Schedule of fund calls under the Breyne Law
This is the major specificity of new-build purchase financing belgium: you do not pay for the property in one go, but in instalments staggered according to progress (article 10 Breyne Law). Typical pattern:
- 5% at the signing of the preliminary contract or notarial deed.
- 35-40% at watertightness (roof installed).
- 30-35% at airtightness (external joinery installed).
- 15-20% at finishing (sanitary, electrical, screed).
- 5% remaining at the provisional reception (article 12 security deposit — see Breyne Law security deposit).
The bank releases funds by instalments upon presentation of fund calls signed by the architect attesting to actual progress. This mechanism protects the buyer: you only pay for what is built. But it presupposes immediate availability of the instalments when the developer requests them — hence the need for an already approved and unlocked credit.
During the construction phase, you only pay the bank interim interest (on the released capital), not the principal. Full repayment starts at provisional reception.
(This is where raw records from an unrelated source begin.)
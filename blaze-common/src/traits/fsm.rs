/// A state machine whose transitions also describe the work the caller
/// has to carry out before feeding the next input.
pub trait FiniteStateMachine: Sized {
    type Input;
    type Context;
    type Effect;

    #[must_use]
    fn transition(self, input: Self::Input, context: &mut Self::Context) -> (Self, Self::Effect);
}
See also new-build purchase steps for the global sequence.
Personal contribution and costs to anticipate
Even with a 100% credit, you must have a personal contribution to cover:
- Notary fees (3 to 4% of the price in off-plan sale, generally VAT + reduced rights).
- Mortgage deed fees (1.3 to 1.5% of the amount borrowed).
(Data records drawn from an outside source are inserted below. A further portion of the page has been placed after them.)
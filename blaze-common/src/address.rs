use std::{
    fmt::{self, Display},
    str::FromStr,
};

use serde::{Deserialize, Serialize};

use crate::{domain::Domain, error::GatewayError};

/// A validated `local@domain` mailbox.
///
/// Angle brackets and surrounding whitespace are stripped before parsing, so
/// both `user@example.com` and `<user@example.com>` are accepted.
#[derive(Clone, Debug, PartialEq, Eq, Hash, Serialize, Deserialize)]
#[serde(try_from = "String", into = "String")]
pub struct Address {
    local_part: String,
    domain: Domain,
}

impl Address {
    /// Split an address into its local part and domain.
    ///
    /// # Errors
    ///
    /// Returns [`GatewayError::Validation`] unless the input contains exactly
    /// one `@` with a non-empty local part and a valid domain.
    pub fn parse(input: &str) -> Result<Self, GatewayError> {
        let trimmed = input.trim();
        let trimmed = trimmed
            .strip_prefix('<')
            .and_then(|s| s.strip_suffix('>'))
            .unwrap_or(trimmed);

        let mut parts = trimmed.split('@');
        let (Some(local_part), Some(domain), None) = (parts.next(), parts.next(), parts.next())
        else {
            return Err(GatewayError::Validation(format!(
                "'{trimmed}' is not a valid e-mail address"
            )));
        };

        if local_part.is_empty() || local_part.chars().any(|c| c.is_whitespace() || c.is_control())
        {
            return Err(GatewayError::Validation(format!(
                "'{trimmed}' has an invalid local part"
            )));
        }

        Ok(Self {
            local_part: local_part.to_string(),
            domain: Domain::parse(domain)?,
        })
    }

    #[must_use]
    pub fn local_part(&self) -> &str {
        &self.local_part
    }

    #[must_use]
    pub const fn domain(&self) -> &Domain {
        &self.domain
    }
}

impl Display for Address {
    fn fmt(&self, f: &mut fmt::Formatter<'_>) -> fmt::Result {
        write!(f, "{}@{}", self.local_part, self.domain)
    }
}

impl FromStr for Address {
    type Err = GatewayError;

    fn from_str(s: &str) -> Result<Self, Self::Err> {
        Self::parse(s)
    }
}

impl TryFrom<String> for Address {
    type Error = GatewayError;

    fn try_from(value: String) -> Result<Self, Self::Error> {
        Self::parse(&value)
    }
}

impl From<Address> for String {
    fn from(value: Address) -> Self {
        value.to_string()
    }
}

#[cfg(test)]
#[allow(clippy::unwrap_used, clippy::expect_used)]
mod tests {
    use super::*;

    #[test]
    fn parse_plain_and_bracketed() {
        let plain = Address::parse("alice@Example.com").unwrap();
        assert_eq!(plain.local_part(), "alice");
        assert_eq!(plain.domain().as_str(), "example.com");
        assert_eq!(plain.to_string(), "alice@example.com");

        let bracketed: Address = " <bob@example.org> ".parse().unwrap();
        assert_eq!(bracketed.to_string(), "bob@example.org");
    }

    #[test]
    fn parse_requires_exactly_one_at() {
        for bad in ["", "alice", "@example.com", "alice@", "a@b@example.com", "a b@example.com"] {
            let err = Address::parse(bad).unwrap_err();
            assert!(err.is_validation(), "{bad} should fail validation");
        }
    }

    #[test]
    fn serde_uses_string_form() {
        let address = Address::parse("carol@example.net").unwrap();
        let json = serde_json::to_string(&address).unwrap();
        assert_eq!(json, "\"carol@example.net\"");

        let back: Address = serde_json::from_str(&json).unwrap();
        assert_eq!(back, address);

        assert!(serde_json::from_str::<Address>("\"nope\"").is_err());
    }
}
- Non-recoverable VAT on options and addenda.
- Furniture, non-included equipment (premium kitchen, terrace, garden).
- Safety margin (6 months of payments in reserve).
In practice, expect a minimum contribution of 15 to 25% of the total price for a calm file. Below this threshold, the bridge loan (while waiting for the sale of a current property) is an option to explore, with a rate premium of 0.5 to 1% over the duration of the bridge.
Regional grants and tax benefits
Three regions, three regimes. In Wallonia, the housing premium can reach 10,000 € for modest incomes as main residence, and the Walloon energy grants supplement for high EPC scores (heat pump, dual-flow ventilation, photovoltaic). In the Brussels Region, the abatement on registration fees can reach 40,000 € under conditions (main residence, price < threshold). In Flanders, registration fees at 3% for sole main residence under conditions.
On the tax side, new-builds potentially benefit from VAT 6% (instead of 21%) for main residence and habitable surface < 200 m² — see VAT 6% conditions and tax benefits. On a 350,000 € excl. VAT project, the saving reaches 52,500 €, more than the typical personal contribution.
Pitfalls to avoid in the financial arrangement
- Underestimating banking delays: count 6 to 8 weeks between application and firm approval. Anticipate the signing of the preliminary contract accordingly.
- Forgetting interim interest: it can represent 4,000 to 8,000 € over 12-18 months of works.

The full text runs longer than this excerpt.